> What you should do
In the records below, find the lines that include "reload" and copy each.

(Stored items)
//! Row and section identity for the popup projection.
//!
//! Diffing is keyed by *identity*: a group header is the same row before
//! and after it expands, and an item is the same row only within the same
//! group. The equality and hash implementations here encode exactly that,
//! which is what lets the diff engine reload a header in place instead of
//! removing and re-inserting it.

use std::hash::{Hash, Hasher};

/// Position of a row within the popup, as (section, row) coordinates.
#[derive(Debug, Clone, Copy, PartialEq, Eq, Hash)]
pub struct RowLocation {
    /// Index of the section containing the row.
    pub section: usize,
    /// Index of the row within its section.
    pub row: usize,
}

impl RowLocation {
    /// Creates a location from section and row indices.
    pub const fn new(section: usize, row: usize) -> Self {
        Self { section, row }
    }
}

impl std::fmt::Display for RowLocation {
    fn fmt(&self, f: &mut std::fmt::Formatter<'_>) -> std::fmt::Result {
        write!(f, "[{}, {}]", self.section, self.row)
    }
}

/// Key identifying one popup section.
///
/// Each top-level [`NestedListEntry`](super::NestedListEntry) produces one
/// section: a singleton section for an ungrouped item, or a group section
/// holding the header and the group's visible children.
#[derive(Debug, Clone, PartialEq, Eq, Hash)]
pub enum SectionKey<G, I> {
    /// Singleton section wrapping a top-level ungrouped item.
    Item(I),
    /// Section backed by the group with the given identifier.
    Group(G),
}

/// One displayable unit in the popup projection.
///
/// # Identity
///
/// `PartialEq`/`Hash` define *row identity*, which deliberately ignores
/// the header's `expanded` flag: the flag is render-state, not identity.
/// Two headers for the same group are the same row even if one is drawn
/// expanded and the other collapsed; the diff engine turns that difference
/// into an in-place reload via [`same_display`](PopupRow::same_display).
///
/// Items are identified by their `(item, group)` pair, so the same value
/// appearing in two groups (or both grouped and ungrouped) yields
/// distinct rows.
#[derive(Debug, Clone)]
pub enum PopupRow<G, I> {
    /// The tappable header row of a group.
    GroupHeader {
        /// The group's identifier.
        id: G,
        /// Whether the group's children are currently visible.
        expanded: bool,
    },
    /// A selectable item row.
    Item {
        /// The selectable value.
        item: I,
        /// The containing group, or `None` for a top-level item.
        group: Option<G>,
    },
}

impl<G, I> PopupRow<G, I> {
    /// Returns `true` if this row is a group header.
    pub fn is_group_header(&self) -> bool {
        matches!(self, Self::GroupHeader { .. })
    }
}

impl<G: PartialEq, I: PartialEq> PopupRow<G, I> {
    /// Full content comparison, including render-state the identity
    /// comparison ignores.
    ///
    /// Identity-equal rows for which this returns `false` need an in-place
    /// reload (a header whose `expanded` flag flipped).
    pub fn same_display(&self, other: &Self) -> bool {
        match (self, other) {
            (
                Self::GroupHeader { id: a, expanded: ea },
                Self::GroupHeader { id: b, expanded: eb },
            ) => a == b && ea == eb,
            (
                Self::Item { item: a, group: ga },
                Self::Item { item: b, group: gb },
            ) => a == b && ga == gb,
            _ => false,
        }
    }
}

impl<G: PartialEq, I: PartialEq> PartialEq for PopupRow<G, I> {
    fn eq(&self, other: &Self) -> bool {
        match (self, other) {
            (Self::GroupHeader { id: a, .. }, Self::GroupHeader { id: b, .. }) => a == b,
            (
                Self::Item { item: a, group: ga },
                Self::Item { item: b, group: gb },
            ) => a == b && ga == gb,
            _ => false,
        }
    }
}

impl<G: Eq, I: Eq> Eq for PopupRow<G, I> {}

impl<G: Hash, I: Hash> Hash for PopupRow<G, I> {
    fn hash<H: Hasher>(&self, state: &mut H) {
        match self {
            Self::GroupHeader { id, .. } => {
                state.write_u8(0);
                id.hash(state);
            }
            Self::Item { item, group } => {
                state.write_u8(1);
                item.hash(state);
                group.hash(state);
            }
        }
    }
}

---

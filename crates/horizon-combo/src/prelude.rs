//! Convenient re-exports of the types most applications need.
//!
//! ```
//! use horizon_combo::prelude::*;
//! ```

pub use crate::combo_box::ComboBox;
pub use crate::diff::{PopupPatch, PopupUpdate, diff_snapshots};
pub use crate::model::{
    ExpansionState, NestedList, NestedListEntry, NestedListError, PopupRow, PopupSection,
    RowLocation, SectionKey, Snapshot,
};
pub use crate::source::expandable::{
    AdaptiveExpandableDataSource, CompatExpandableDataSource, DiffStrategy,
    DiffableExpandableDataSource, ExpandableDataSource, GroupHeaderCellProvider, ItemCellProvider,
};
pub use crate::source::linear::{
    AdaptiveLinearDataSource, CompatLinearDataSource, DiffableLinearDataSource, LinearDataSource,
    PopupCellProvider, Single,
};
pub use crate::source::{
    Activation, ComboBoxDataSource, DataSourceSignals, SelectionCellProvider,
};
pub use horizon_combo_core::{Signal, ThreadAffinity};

> Problem solution
//! which is what lets the diff engine reload a header in place instead of
/// into an in-place reload via [`same_display`](PopupRow::same_display).
    /// reload (a header whose `expanded` flag flipped).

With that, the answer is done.